Guadagnino controla brilhantemente o ritmo do filme, dá espaço para o desenvolvimento de seus personagens e os respeita. Sua câmera observa Elio, disseca suas curiosidades e ímpetos, salienta sua solidão e extrema inquietude. São sequências silenciosas; profundas e delicadas em suas composições e entendimento acerca das dificuldades enfrentadas por adolescentes. A relação entre o protagonista e Oliver é cuidadosamente trabalhada, através da proximidade dos corpos nos quadros. Não darei muitos detalhes, no entanto, há um momento no qual o hóspede define um horário para eles se encontrarem e Guadagnino, emulando a tensão de Elio, valoriza a presença do relógio. A baixa profundidade de campo é um artifício utilizado de forma recorrente pelo cineasta e serve para compreender a psique dos personagens, principalmente de Elio, que, por mais cercado que esteja, só consegue pensar em uma pessoa. Quando transam pela primeira vez, Guadagnino movimenta sutilmente sua câmera em direção às árvores na janela, salientando a beleza e a naturalidade do ato.

A exuberante fotografia altera sua vibrante paleta de cores nas cenas mais íntimas, que ressaltam a vulnerabilidade dos personagens. Os tons azulados adicionam uma melancolia romântica poderosa ao filme.

A direção de arte é riquíssima em detalhes, a começar pela bela casa dos Perlman. Os momentos mais intensos e significativos ocorrem num depósito empoeirado e decadente, onde ninguém vai, além de Elio e seus convidados – Oliver, Marzia e o pêssego.

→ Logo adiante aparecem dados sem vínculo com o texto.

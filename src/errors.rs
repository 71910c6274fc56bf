// Copyright (c) 2025 Piastre Maintainers.
// All rights reserved.
//
// This source code is licensed under the license found in the
// LICENSE file in the root directory of this source tree.

use rust_decimal::Decimal;
use thiserror::Error;

/// Field-level failures caught before anything reaches storage.
#[derive(Error, Debug, PartialEq, Eq)]
pub enum ValidationError {
    #[error("amount must be greater than zero")]
    NonPositiveAmount,

    #[error("received amount must be greater than zero")]
    NonPositiveReceivedAmount,

    #[error("received amount only applies to transfers between currencies")]
    UnexpectedReceivedAmount,

    #[error("description must not be empty")]
    EmptyDescription,

    #[error("account name must not be empty")]
    EmptyAccountName,

    #[error("category name must not be empty")]
    EmptyCategoryName,

    #[error("category name must be at most 30 characters")]
    CategoryNameTooLong,

    #[error("unknown icon '{0}'")]
    UnknownIcon(String),

    #[error("unknown currency '{0}'")]
    UnknownCurrency(String),

    #[error("account {0} does not exist")]
    UnknownAccount(i64),

    #[error("category {0} does not exist")]
    UnknownCategory(i64),

    #[error("transaction {0} does not exist")]
    UnknownTransaction(i64),

    #[error("transfer source and destination must differ")]
    TransferToSameAccount,
}

/// Storage failures. Open/init problems are kept distinguishable from
/// failures of individual statements.
#[derive(Error, Debug)]
pub enum StoreError {
    #[error("database unavailable: {0}")]
    Unavailable(String),

    #[error("database operation failed: {0}")]
    Query(#[from] rusqlite::Error),

    #[error("corrupt record: {0}")]
    Corrupted(String),
}

/// Exchange rate provider failures. A missing or non-positive rate is a
/// failure, never a silent 1:1 fallback.
#[derive(Error, Debug)]
pub enum RateError {
    #[error("rate request failed: {0}")]
    Http(#[from] reqwest::Error),

    #[error("malformed provider response: {0}")]
    Malformed(#[from] serde_json::Error),

    #[error("provider returned no usable USD to EGP rate")]
    MissingRate,

    #[error("invalid exchange rate {0}")]
    InvalidRate(Decimal),
}

/// Top-level error for mutation and conversion entry points.
#[derive(Error, Debug)]
pub enum LedgerError {
    #[error(transparent)]
    Validation(#[from] ValidationError),

    #[error("account has {transaction_count} transaction(s); delete or reassign them first")]
    ReferentialBlock { transaction_count: i64 },

    #[error("storage failed: {0}")]
    Store(#[from] StoreError),

    #[error(transparent)]
    Rate(#[from] RateError),
}
// Copyright (c) 2025 Piastre Maintainers.
// All rights reserved.
//
// This source code is licensed under the license found in the
// LICENSE file in the root directory of this source tree.

//! Mutation entry points: validate against the current ledger, persist, then
//! reflect in memory. A validation failure never reaches the store; a store
//! failure leaves the ledger exactly as it was.

use rusqlite::Connection;
use rust_decimal::Decimal;

use crate::errors::{LedgerError, ValidationError};
use crate::ledger::Ledger;
use crate::models::{Account, Category, Currency, TransactionDraft, TransactionKind, ICONS,
                    MAX_CATEGORY_NAME_LEN};
use crate::store;

// ---- transactions ----

fn validate_transaction(ledger: &Ledger, draft: &TransactionDraft) -> Result<(), ValidationError> {
    if draft.amount <= Decimal::ZERO {
        return Err(ValidationError::NonPositiveAmount);
    }
    let source = ledger
        .account(draft.account_id)
        .ok_or(ValidationError::UnknownAccount(draft.account_id))?;
    match &draft.kind {
        TransactionKind::Expense { category_id } | TransactionKind::Income { category_id } => {
            if draft.description.trim().is_empty() {
                return Err(ValidationError::EmptyDescription);
            }
            if let Some(cid) = category_id {
                if ledger.category(*cid).is_none() {
                    return Err(ValidationError::UnknownCategory(*cid));
                }
            }
        }
        TransactionKind::Transfer {
            to_account_id,
            received_amount,
        } => {
            if *to_account_id == draft.account_id {
                return Err(ValidationError::TransferToSameAccount);
            }
            let dest = ledger
                .account(*to_account_id)
                .ok_or(ValidationError::UnknownAccount(*to_account_id))?;
            if let Some(received) = received_amount {
                if *received <= Decimal::ZERO {
                    return Err(ValidationError::NonPositiveReceivedAmount);
                }
                if source.currency == dest.currency {
                    return Err(ValidationError::UnexpectedReceivedAmount);
                }
            }
        }
    }
    Ok(())
}

pub fn add_transaction(
    conn: &Connection,
    ledger: &mut Ledger,
    draft: TransactionDraft,
) -> Result<i64, LedgerError> {
    validate_transaction(ledger, &draft)?;
    let id = store::insert_transaction(conn, &draft)?;
    ledger.apply_transaction_added(draft.into_transaction(id));
    Ok(id)
}

pub fn update_transaction(
    conn: &Connection,
    ledger: &mut Ledger,
    id: i64,
    draft: TransactionDraft,
) -> Result<(), LedgerError> {
    if ledger.transaction(id).is_none() {
        return Err(ValidationError::UnknownTransaction(id).into());
    }
    validate_transaction(ledger, &draft)?;
    store::update_transaction(conn, id, &draft)?;
    ledger.apply_transaction_updated(draft.into_transaction(id));
    Ok(())
}

pub fn delete_transaction(
    conn: &Connection,
    ledger: &mut Ledger,
    id: i64,
) -> Result<(), LedgerError> {
    if ledger.transaction(id).is_none() {
        return Err(ValidationError::UnknownTransaction(id).into());
    }
    store::delete_transaction(conn, id)?;
    ledger.apply_transaction_deleted(id);
    Ok(())
}

// ---- accounts ----

pub fn add_account(
    conn: &Connection,
    ledger: &mut Ledger,
    name: &str,
    initial_balance: Decimal,
    currency: Currency,
) -> Result<i64, LedgerError> {
    let name = name.trim();
    if name.is_empty() {
        return Err(ValidationError::EmptyAccountName.into());
    }
    let id = store::insert_account(conn, name, initial_balance, currency)?;
    ledger.apply_account_added(Account {
        id,
        name: name.to_string(),
        initial_balance,
        currency,
    });
    Ok(id)
}

pub fn update_account(
    conn: &Connection,
    ledger: &mut Ledger,
    id: i64,
    name: &str,
    initial_balance: Decimal,
    currency: Currency,
) -> Result<(), LedgerError> {
    if ledger.account(id).is_none() {
        return Err(ValidationError::UnknownAccount(id).into());
    }
    let name = name.trim();
    if name.is_empty() {
        return Err(ValidationError::EmptyAccountName.into());
    }
    store::update_account(conn, id, name, initial_balance, currency)?;
    ledger.apply_account_updated(Account {
        id,
        name: name.to_string(),
        initial_balance,
        currency,
    });
    Ok(())
}

/// Refuses while any transaction references the account, as source or as
/// transfer destination. The error carries the exact count for display.
pub fn delete_account(conn: &Connection, ledger: &mut Ledger, id: i64) -> Result<(), LedgerError> {
    if ledger.account(id).is_none() {
        return Err(ValidationError::UnknownAccount(id).into());
    }
    let transaction_count = store::count_transactions_referencing_account(conn, id)?;
    if transaction_count > 0 {
        return Err(LedgerError::ReferentialBlock { transaction_count });
    }
    store::delete_account(conn, id)?;
    ledger.apply_account_deleted(id);
    Ok(())
}

// ---- categories ----

pub fn add_category(
    conn: &Connection,
    ledger: &mut Ledger,
    name: &str,
    icon: &str,
    color: &str,
) -> Result<i64, LedgerError> {
    let name = name.trim();
    if name.is_empty() {
        return Err(ValidationError::EmptyCategoryName.into());
    }
    if name.chars().count() > MAX_CATEGORY_NAME_LEN {
        return Err(ValidationError::CategoryNameTooLong.into());
    }
    if !ICONS.contains(&icon) {
        return Err(ValidationError::UnknownIcon(icon.to_string()).into());
    }
    let id = store::insert_category(conn, name, icon, color)?;
    ledger.apply_category_added(Category {
        id,
        name: name.to_string(),
        icon: icon.to_string(),
        color: color.to_string(),
        is_default: false,
    });
    Ok(id)
}

pub fn update_category(
    conn: &Connection,
    ledger: &mut Ledger,
    id: i64,
    name: &str,
    icon: &str,
    color: &str,
) -> Result<(), LedgerError> {
    let Some(existing) = ledger.category(id) else {
        return Err(ValidationError::UnknownCategory(id).into());
    };
    let is_default = existing.is_default;
    let name = name.trim();
    if name.is_empty() {
        return Err(ValidationError::EmptyCategoryName.into());
    }
    if name.chars().count() > MAX_CATEGORY_NAME_LEN {
        return Err(ValidationError::CategoryNameTooLong.into());
    }
    if !ICONS.contains(&icon) {
        return Err(ValidationError::UnknownIcon(icon.to_string()).into());
    }
    store::update_category(conn, id, name, icon, color)?;
    ledger.apply_category_updated(Category {
        id,
        name: name.to_string(),
        icon: icon.to_string(),
        color: color.to_string(),
        is_default,
    });
    Ok(())
}

/// Always permitted. Referencing transactions are kept and unlinked, in the
/// store and in memory, as one logical operation.
pub fn delete_category(
    conn: &mut Connection,
    ledger: &mut Ledger,
    id: i64,
) -> Result<(), LedgerError> {
    if ledger.category(id).is_none() {
        return Err(ValidationError::UnknownCategory(id).into());
    }
    store::delete_category_and_unlink(conn, id)?;
    ledger.apply_category_unlinked(id);
    ledger.apply_category_deleted(id);
    Ok(())
}
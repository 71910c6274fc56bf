// Copyright (c) 2025 Piastre Maintainers.
// All rights reserved.
//
// This source code is licensed under the license found in the
// LICENSE file in the root directory of this source tree.

use anyhow::{Context, Result};
use chrono::NaiveDate;
use comfy_table::{presets::UTF8_FULL, Cell, Table};
use rust_decimal::Decimal;

use crate::models::Currency;

const UA: &str = concat!(
    "piastre/",
    env!("CARGO_PKG_VERSION"),
    " (+https://github.com/piastre/piastre)"
);

pub fn http_client() -> Result<reqwest::blocking::Client> {
    let c = reqwest::blocking::Client::builder()
        .timeout(std::time::Duration::from_secs(15))
        .user_agent(UA)
        .build()?;
    Ok(c)
}

pub fn parse_date(s: &str) -> Result<NaiveDate> {
    NaiveDate::parse_from_str(s, "%Y-%m-%d")
        .with_context(|| format!("Invalid date '{}', expected YYYY-MM-DD", s))
}

pub fn parse_decimal(s: &str) -> Result<Decimal> {
    s.parse::<Decimal>()
        .with_context(|| format!("Invalid decimal '{}'", s))
}

pub fn parse_currency(s: &str) -> Result<Currency> {
    s.parse::<Currency>()
        .with_context(|| format!("Invalid currency '{}', expected EGP or USD", s))
}

pub fn fmt_money(d: &Decimal, ccy: Currency) -> String {
    format!("{} {}", ccy, d.round_dp(2))
}

pub fn pretty_table(headers: &[&str], rows: Vec<Vec<String>>) -> Table {
    let mut t = Table::new();
    t.load_preset(UTF8_FULL);
    t.set_header(headers.iter().map(|h| Cell::new(*h)));
    for r in rows {
        t.add_row(r.into_iter().map(Cell::new));
    }
    t
}

pub fn maybe_print_json<T: serde::Serialize>(
    json_flag: bool,
    jsonl_flag: bool,
    v: &T,
) -> Result<bool> {
    if json_flag {
        println!("{}", serde_json::to_string_pretty(v)?);
        return Ok(true);
    }
    if jsonl_flag {
        // If v is an array, stream each element; else stream single line
        let val = serde_json::to_value(v)?;
        if let Some(arr) = val.as_array() {
            for item in arr {
                println!("{}", serde_json::to_string(item)?);
            }
        } else {
            println!("{}", serde_json::to_string(&val)?);
        }
        return Ok(true);
    }
    Ok(false)
}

Aquele espaço assume a conotação de laboratório e de esconderijo para os seus maiores dilemas.

Samuel e seu hóspede trabalham muito com esculturas gregas, corpos impecáveis que se opõem à imperfeição humana, fadada ao envelhecimento e ao esquecimento. Falar é importante, o tempo corre e a deterioração é inevitável.

O pai do protagonista ainda nos presenteia com um monólogo memorável, esbanjando empatia, sensibilidade, honestidade e revelando muito sobre si. “Algo sempre me segurou”. O que eles tiveram é raro e Elio estava em boas mãos.

No fim, o que sobra são memórias de um amor passageiro e intenso – o longo close up do protagonista é definidor.

A delicada trilha sonora é um complemento maravilhoso.

Timothée Chalamet oferece uma das melhores performances da década passada, transmitindo insegurança, ingenuidade e os anseios que o circundam, os disfarçando com sua inteligência e cultura. Seu trabalho vocal e físico é impressionante. Jovem, Chalamet toca violão e piano; fala italiano, inglês e francês – uma verdadeira jóia.

“Call Me By Your Name” é visualmente extravagante e emocionalmente poderoso.